Victoria Baker came to Australia on a backpacking trip in 2009, met her Aussie husband, a Bridgetown local, during her travels and the rest is history. “I remember arriving in Bridgetown, coming essentially straight from my life in London, and it definitely took me a little while to adjust to the slower pace of life!” In the UK, Victoria had completed her university degree in Photography, and spent the early portion of her career doing editorial shoots in London for well-respected publications like The Face and The Sunday Times as well as large corporate advertising clients like M & C Saatchi. “It was fantastic exposure and working with such well-known names pushed me to define my own artistic identity. They really want their photographers to have a brand, as it were. So holding exhibitions of my work became an important part of that process for me.”
When you look at Victoria’s photos, they speak volumes. She has that rare instinct to know the right moment to capture. Her photographs are revelations, to the subjects, to the viewers. They are intensely beautiful and spontaneous, which is what makes them so interesting. Whether she is shooting a portrait or wedding, she manages to perfectly capture the feeling of each moment.
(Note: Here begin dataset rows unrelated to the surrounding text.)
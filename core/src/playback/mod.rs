pub mod clock;

pub use self::clock::PlaybackClock;

use crate::time::Seconds;

/// The audio engine as seen by the playhead. Its position is only
/// refreshed every few render ticks.
pub trait Transport {
  fn position(&self) -> Seconds;

  fn duration(&self) -> Seconds;

  fn is_playing(&self) -> bool;

  fn play(&mut self);

  fn pause(&mut self);

  fn seek(&mut self, position: Seconds);
}
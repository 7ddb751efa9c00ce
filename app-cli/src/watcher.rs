use std::path::{Path, PathBuf};
use std::thread;
use std::thread::JoinHandle;
use std::time::Duration;

use crossbeam_channel::{Receiver, RecvTimeoutError, Sender};
use failure::Fail;
use log::{debug, info, warn};
use notify::event::ModifyKind;
use notify::{Event, EventKind, RecommendedWatcher, RecursiveMode, Watcher};

#[derive(Debug, Fail)]
pub enum WatcherError {
  #[fail(display = "The config folder {} doesn't exist", path)]
  MissingFolder { path: String },

  #[fail(display = "Failed to watch {}: {}", path, cause)]
  Watch { path: String, cause: String },

  #[fail(display = "Failed to create the watcher thread: {}", cause)]
  Start { cause: String },

  #[fail(display = "Failed to join the watcher thread")]
  Stop,
}

/// Sent to subscribers once per burst of changes in the config folder.
#[derive(Debug, Clone, PartialEq)]
pub struct ConfigsChanged {
  pub paths: Vec<PathBuf>,
}

pub enum Protocol {
  Stop,

  Subscribe(Sender<ConfigsChanged>),

  Changed(Vec<PathBuf>),
}

/// Profiles are added, removed or renamed, content edits are ignored.
pub fn is_config_change(event: &Event) -> bool {
  let relevant_kind = match event.kind {
    EventKind::Create(_) | EventKind::Remove(_) => true,
    EventKind::Modify(ModifyKind::Name(_)) => true,
    _ => false,
  };
  relevant_kind && event.paths.iter().any(|path| is_json(path))
}

fn is_json(path: &Path) -> bool {
  path
    .extension()
    .and_then(|ext| ext.to_str())
    .map_or(false, |ext| ext.eq_ignore_ascii_case("json"))
}

struct WatcherThread {
  debounce: Duration,
  subscribers: Vec<Sender<ConfigsChanged>>,
  changed: bool,
  pending: Vec<PathBuf>,
}

impl WatcherThread {
  fn new(debounce: Duration) -> WatcherThread {
    WatcherThread {
      debounce,
      subscribers: Vec::new(),
      changed: false,
      pending: Vec::new(),
    }
  }

  pub fn handle_messages(&mut self, protocol_rx: Receiver<Protocol>) {
    loop {
      let msg = if !self.changed {
        match protocol_rx.recv() {
          Ok(msg) => msg,
          Err(_) => break,
        }
      } else {
        match protocol_rx.recv_timeout(self.debounce) {
          Ok(msg) => msg,
          Err(RecvTimeoutError::Timeout) => {
            self.publish();
            continue;
          }
          Err(RecvTimeoutError::Disconnected) => break,
        }
      };

      match msg {
        Protocol::Stop => break,

        Protocol::Subscribe(subscriber) => self.subscribers.push(subscriber),

        Protocol::Changed(paths) => {
          debug!("Config change: {:?}", paths);
          self.changed = true;
          for path in paths {
            if !self.pending.contains(&path) {
              self.pending.push(path);
            }
          }
        }
      }
    }
  }

  fn publish(&mut self) {
    self.changed = false;
    let notification = ConfigsChanged {
      paths: self.pending.drain(..).collect(),
    };
    info!("Configurations changed");
    self
      .subscribers
      .retain(|subscriber| subscriber.send(notification.clone()).is_ok());
  }
}

/// Watches the config folder, notifying subscribers after changes settle.
pub struct ConfigWatcher {
  handler: JoinHandle<()>,
  protocol_tx: Sender<Protocol>,
  _watcher: RecommendedWatcher,
}

impl ConfigWatcher {
  pub fn new_channel() -> (Sender<Protocol>, Receiver<Protocol>) {
    crossbeam_channel::unbounded::<Protocol>()
  }

  pub fn start(folder: &Path, debounce: Duration) -> Result<ConfigWatcher, WatcherError> {
    info!("Watching configurations at {} ...", folder.display());

    if !folder.is_dir() {
      return Err(WatcherError::MissingFolder {
        path: folder.display().to_string(),
      });
    }

    let (protocol_tx, protocol_rx) = Self::new_channel();
    let handler = spawn_debouncer(debounce, protocol_rx)?;

    let events_tx = protocol_tx.clone();
    let mut watcher = notify::recommended_watcher(move |res: notify::Result<Event>| match res {
      Ok(event) => {
        if is_config_change(&event) {
          drop(events_tx.send(Protocol::Changed(event.paths)));
        }
      }
      Err(err) => warn!("Watch error: {}", err),
    })
    .map_err(|err| WatcherError::Watch {
      path: folder.display().to_string(),
      cause: err.to_string(),
    })?;

    watcher
      .watch(folder, RecursiveMode::NonRecursive)
      .map_err(|err| WatcherError::Watch {
        path: folder.display().to_string(),
        cause: err.to_string(),
      })?;

    Ok(ConfigWatcher {
      handler,
      protocol_tx,
      _watcher: watcher,
    })
  }

  pub fn subscribe(&self) -> Receiver<ConfigsChanged> {
    let (changes_tx, changes_rx) = crossbeam_channel::unbounded();
    drop(self.protocol_tx.send(Protocol::Subscribe(changes_tx)));
    changes_rx
  }

  /// Forces a reload notification, as when the config folder is switched.
  pub fn raise_changed(&self) {
    drop(self.protocol_tx.send(Protocol::Changed(Vec::new())));
  }

  pub fn stop(self) -> Result<(), WatcherError> {
    info!("Stopping the config watcher ...");

    let ConfigWatcher {
      handler,
      protocol_tx,
      _watcher,
    } = self;
    drop(_watcher);

    protocol_tx
      .send(Protocol::Stop)
      .map_err(|_| WatcherError::Stop)
      .and_then(|()| handler.join().map_err(|_| WatcherError::Stop))
  }
}

fn spawn_debouncer(debounce: Duration, protocol_rx: Receiver<Protocol>) -> Result<JoinHandle<()>, WatcherError> {
  thread::Builder::new()
    .name("config-watcher".into())
    .spawn(move || WatcherThread::new(debounce).handle_messages(protocol_rx))
    .map_err(|err| WatcherError::Start {
      cause: err.to_string(),
    })
}
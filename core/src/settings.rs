//! User settings that outlive a session, like the last generator profile.

use std::fs;
use std::io;
use std::path::{Path, PathBuf};

use failure::Fail;
use log::debug;
use serde_derive::{Deserialize, Serialize};

#[derive(Debug, Fail)]
pub enum SettingsError {
  #[fail(display = "Failed to access the settings at {}: {}", path, cause)]
  Io {
    path: String,
    #[cause]
    cause: io::Error,
  },

  #[fail(display = "Malformed settings: {}", cause)]
  Parse {
    #[cause]
    cause: toml::de::Error,
  },

  #[fail(display = "Failed to serialize the settings: {}", cause)]
  Serialize {
    #[cause]
    cause: toml::ser::Error,
  },
}

#[derive(Serialize, Deserialize, Debug, Clone, Default, PartialEq)]
#[serde(default)]
pub struct Settings {
  pub config_folder: Option<PathBuf>,
  pub last_profile: Option<String>,
}

pub trait SettingsStore {
  fn load(&self) -> Result<Settings, SettingsError>;

  fn save(&mut self, settings: &Settings) -> Result<(), SettingsError>;
}

/// Settings kept in a TOML file, a missing file reads as the defaults.
pub struct TomlSettingsStore {
  path: PathBuf,
}

impl TomlSettingsStore {
  pub fn new<P>(path: P) -> TomlSettingsStore
  where
    P: Into<PathBuf>,
  {
    TomlSettingsStore { path: path.into() }
  }

  pub fn path(&self) -> &Path {
    self.path.as_path()
  }

  fn io_error(&self, cause: io::Error) -> SettingsError {
    SettingsError::Io {
      path: self.path.display().to_string(),
      cause,
    }
  }
}

impl SettingsStore for TomlSettingsStore {
  fn load(&self) -> Result<Settings, SettingsError> {
    match fs::read_to_string(&self.path) {
      Ok(content) => toml::from_str(&content).map_err(|cause| SettingsError::Parse { cause }),
      Err(ref err) if err.kind() == io::ErrorKind::NotFound => {
        debug!("No settings at {}, using defaults", self.path.display());
        Ok(Settings::default())
      }
      Err(cause) => Err(self.io_error(cause)),
    }
  }

  fn save(&mut self, settings: &Settings) -> Result<(), SettingsError> {
    let content = toml::to_string(settings).map_err(|cause| SettingsError::Serialize { cause })?;
    if let Some(parent) = self.path.parent().filter(|parent| !parent.as_os_str().is_empty()) {
      fs::create_dir_all(parent).map_err(|cause| self.io_error(cause))?;
    }
    fs::write(&self.path, content).map_err(|cause| self.io_error(cause))
  }
}

#[derive(Debug, Clone, Default)]
pub struct MemorySettingsStore {
  settings: Settings,
}

impl MemorySettingsStore {
  pub fn new(settings: Settings) -> MemorySettingsStore {
    MemorySettingsStore { settings }
  }
}

impl SettingsStore for MemorySettingsStore {
  fn load(&self) -> Result<Settings, SettingsError> {
    Ok(self.settings.clone())
  }

  fn save(&mut self, settings: &Settings) -> Result<(), SettingsError> {
    self.settings = settings.clone();
    Ok(())
  }
}

#[cfg(test)]
mod test {

  use std::fs;
  use std::path::PathBuf;

  use super::{MemorySettingsStore, Settings, SettingsStore, TomlSettingsStore};

  #[test]
  pub fn toml_store_missing_file() {
    let dir = tempfile::tempdir().unwrap();
    let store = TomlSettingsStore::new(dir.path().join("settings.toml"));
    assert_eq!(store.load().unwrap(), Settings::default());
  }

  #[test]
  pub fn toml_store_save_and_load() {
    let dir = tempfile::tempdir().unwrap();
    let mut store = TomlSettingsStore::new(dir.path().join("user").join("settings.toml"));
    let settings = Settings {
      config_folder: Some(PathBuf::from("/charts/configs")),
      last_profile: Some("female vocals".to_string()),
    };
    store.save(&settings).unwrap();
    assert_eq!(store.load().unwrap(), settings);

    store.save(&Settings::default()).unwrap();
    assert_eq!(store.load().unwrap(), Settings::default());
  }

  #[test]
  pub fn toml_store_malformed_file() {
    let dir = tempfile::tempdir().unwrap();
    let path = dir.path().join("settings.toml");
    fs::write(&path, "last_profile = [").unwrap();
    assert!(TomlSettingsStore::new(path).load().is_err());
  }

  #[test]
  pub fn memory_store() {
    let mut store = MemorySettingsStore::default();
    let settings = Settings {
      config_folder: None,
      last_profile: Some("default".to_string()),
    };
    store.save(&settings).unwrap();
    assert_eq!(store.load().unwrap(), settings);
  }
}
pub mod edit;
pub mod io;
pub mod note;
pub mod pitch;
pub mod placement;
pub mod store;

use crate::time::Seconds;

pub use self::edit::{EditError, MoveDrag, NoteEditor};
pub use self::note::{Lane, Note, NoteId, NoteType};
pub use self::pitch::PitchSample;
pub use self::store::NoteStore;

/// Width used when neither the audio nor the chart tell how long the song is.
pub const DEFAULT_WIDTH: Seconds = 10.0;

#[derive(Debug, PartialEq, Clone)]
pub struct Lyric {
  pub start: Seconds,
  pub end: Seconds,
  pub text: String,
}

#[derive(Debug, Clone, Default)]
pub struct Timeline {
  name: String,
  length: Seconds,
  lanes: Lane,
  notes: NoteStore,
  pitches: Vec<PitchSample>,
  lyrics: Vec<Lyric>,
  audio_length: Option<Seconds>,
}

impl Timeline {
  pub fn new<T>(name: T, length: Seconds, lanes: Lane, notes: Vec<Note>) -> Timeline
  where
    T: Into<String>,
  {
    Timeline {
      name: name.into(),
      length,
      lanes,
      notes: NoteStore::from_notes(notes),
      pitches: Vec::new(),
      lyrics: Vec::new(),
      audio_length: None,
    }
  }

  pub fn with_pitches(mut self, pitches: Vec<PitchSample>) -> Timeline {
    self.pitches = pitches;
    self
  }

  pub fn with_lyrics(mut self, lyrics: Vec<Lyric>) -> Timeline {
    self.lyrics = lyrics;
    self
  }

  pub fn name(&self) -> &str {
    self.name.as_str()
  }

  pub fn set_name<T>(&mut self, name: T)
  where
    T: Into<String>,
  {
    self.name = name.into();
  }

  pub fn length(&self) -> Seconds {
    self.length
  }

  pub fn lanes(&self) -> Lane {
    self.lanes
  }

  pub fn notes(&self) -> &NoteStore {
    &self.notes
  }

  pub fn notes_mut(&mut self) -> &mut NoteStore {
    &mut self.notes
  }

  pub fn pitches(&self) -> &[PitchSample] {
    self.pitches.as_slice()
  }

  pub fn lyrics(&self) -> &[Lyric] {
    self.lyrics.as_slice()
  }

  pub fn set_lyrics(&mut self, lyrics: Vec<Lyric>) {
    self.lyrics = lyrics;
  }

  /// Length of the loaded audio, which takes precedence over the chart length.
  pub fn set_audio_length(&mut self, audio_length: Option<Seconds>) {
    self.audio_length = audio_length;
  }

  pub fn audio_length(&self) -> Option<Seconds> {
    self.audio_length
  }

  /// Extent of the editable timeline.
  pub fn width(&self) -> Seconds {
    match self.audio_length {
      Some(length) if length > 0.0 => length,
      _ if self.length > 0.0 => self.length,
      _ => DEFAULT_WIDTH,
    }
  }
}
Emilie Abbiss describes herself as “globally schizophrenic”. Born in the US to an Aussie father and Ecuadorian mother, she grew up bouncing between those countries until her parents relocated to a small village in the French Alps, not far from Geneva, Switzerland. “The great thing about growing up in an international family is that you learn to fit in anywhere- you become a bit of a cultural chameleon, your world view being shaped by so many different places and mentalities… And it’s a great thing, especially if you are inclined to write. ” After years spent working as a freelance journalist in the US, Europe and Sub-Saharan Africa, Emilie found herself on a completely alternate path, working as a Yoga teacher and therapist in post-conflict situations. “I began to practice Yoga in my teens and pursued my teaching credentials in my twenties, but it wasn’t until I was working as a journalist that I witnessed the possibilities of using Yoga as a therapy for people suffering from Post Traumatic Stress Disorder.” She was working in that capacity when she met her husband, Danny, on a blind date during one of her short trips home to her family’s farm in Australia. “I thought it was a fling!” She laughs. “But once I was back in Central Africa working again, I realised that it was, in fact, quite a bit more…” Fast forward 7 years, and these days Emilie, Danny, and their identical twins boys live on her family’s farm just outside of Bridgetown. “It is just the most wonderful place to grow up,” she explains, “I always dreamed of growing up on a farm, surrounded by animals and natural beauty, and to be able to give that to our boys is such a gift.” As for her work, these days Emilie runs a Yoga and wellbeing business from the farm and pursues her writing on the side. “I still love writing, whether it’s articles, fiction or poetry; and I try to incorporate that creativity into my work across the board- we run retreats and various events from our venue, The Shed, which allows me to sort of merge all these worlds that I love.”
Collaboratively launching Fantail Press is an opportunity to revisit her journalistic work and something that Emilie is very excited about, “Victoria, Jeff and I had so much fun working together on “The Bridgetown”, I think we’re a good team. The chance to expand our product to other towns, other markets, to tell those stories and see the characters and places come to life on the page, it’s really rewarding.”